It should be noted that the TK method requires an estimate of the forcing in the control simulation, in this case the abrupt4×CO_{2} simulation. This estimate can come from many different sources, including the imbalance from a fixed SST 4 × CO_{2} simulation, the imbalance in the first year of the coupled 4 × CO_{2} simulation, or the *y* intercept of the imbalance versus temperature regression. The ERF calculated from the TK method will scale linearly with this choice of *F*_{0}. We have chosen to use the *y* intercept from the imbalance versus temperature regression since this corresponds to the ERF calculated by the energy balance method. That way we can compare the two methods directly. The forcing time series from the TK method in Fig. 4 is identical in the two plots except for the scaling.

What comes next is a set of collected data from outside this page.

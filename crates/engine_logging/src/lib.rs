#![deny(missing_docs)]
//! Shared logging utilities for the test generator workspace.
//!
//! This crate provides the `engine_*` logging macros used across the codebase
//! and a minimal test initializer for the global logger.
//!
//! Deterministic runs (driven by a virtual clock instead of real timers) can
//! publish their logical time with [`set_virtual_clock_ms`]; while it is set,
//! every `engine_*` line on that thread is prefixed with `[t+{ms}ms]`.

use std::cell::Cell;

#[doc(hidden)]
pub use log;

thread_local! {
    /// Logical time of the virtual clock currently driving this thread, if any.
    static VIRTUAL_CLOCK_MS: Cell<Option<u64>> = const { Cell::new(None) };
}

/// Publishes the virtual clock reading for the current thread.
///
/// Pass `None` when the thread goes back to real-time scheduling.
pub fn set_virtual_clock_ms(millis: Option<u64>) {
    VIRTUAL_CLOCK_MS.with(|v| v.set(millis));
}

/// Returns the virtual clock reading for the current thread, if one is set.
pub fn virtual_clock_ms() -> Option<u64> {
    VIRTUAL_CLOCK_MS.with(|v| v.get())
}

#[doc(hidden)]
#[macro_export]
macro_rules! __engine_log {
    ($level:ident, $($arg:tt)*) => {{
        match $crate::virtual_clock_ms() {
            Some(ms) => $crate::log::$level!("[t+{}ms] {}", ms, format_args!($($arg)*)),
            None => $crate::log::$level!($($arg)*),
        }
    }};
}

/// Logs a trace-level message using the global logging facade.
#[macro_export]
macro_rules! engine_trace {
    ($($arg:tt)*) => {{
        $crate::__engine_log!(trace, $($arg)*);
    }};
}

/// Logs an info-level message using the global logging facade.
#[macro_export]
macro_rules! engine_info {
    ($($arg:tt)*) => {{
        $crate::__engine_log!(info, $($arg)*);
    }};
}

/// Logs a debug-level message using the global logging facade.
#[macro_export]
macro_rules! engine_debug {
    ($($arg:tt)*) => {{
        $crate::__engine_log!(debug, $($arg)*);
    }};
}

/// Logs a warn-level message using the global logging facade.
#[macro_export]
macro_rules! engine_warn {
    ($($arg:tt)*) => {{
        $crate::__engine_log!(warn, $($arg)*);
    }};
}

/// Logs an error-level message using the global logging facade.
#[macro_export]
macro_rules! engine_error {
    ($($arg:tt)*) => {{
        $crate::__engine_log!(error, $($arg)*);
    }};
}

/// Initializes a simple terminal logger for use in unit tests.
///
/// This safely no-ops if another logger has already been initialized.
pub fn initialize_for_tests() {
    use simplelog::{ColorChoice, CombinedLogger, Config, TermLogger, TerminalMode};

    let level = if cfg!(debug_assertions) {
        log::LevelFilter::Debug
    } else {
        log::LevelFilter::Info
    };

    // Another test may have installed the logger already.
    let _ = CombinedLogger::init(vec![TermLogger::new(
        level,
        Config::default(),
        TerminalMode::Mixed,
        ColorChoice::Auto,
    )]);
}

## 5. Estimates of effective radiative forcing

One downside to the TK method is the larger noise or variability compared with the EB method. The TK method is sensitive to variation in *N*, which is larger than the variation in *N + α*Δ*T* to which the EB method is sensitive. We compare the variability of these methods in Fig. 5. The multimodel means using 100-yr regressions to estimate *α* and *F*_{0} are the solid (TK) and dashed (EB) lines, respectively. The difference in the means is small compared to the spread in the individual models. The light gray shaded region in Fig. 5 shows the 5th–95th percentile in the model-retrieved ERF calculated with the TK method for the 26 models that had output for the piControl, historical, and abrupt4×CO_{2} simulations. The dash–dotted line represents the same percentiles for the EB method. The dark shading and dotted lines are 2 times the standard error of the means for the TK and EB methods, respectively. The standard error of the means is calculated from the spread of the means of 1000 iterations of Monte Carlo–sampled model ERF with replacement.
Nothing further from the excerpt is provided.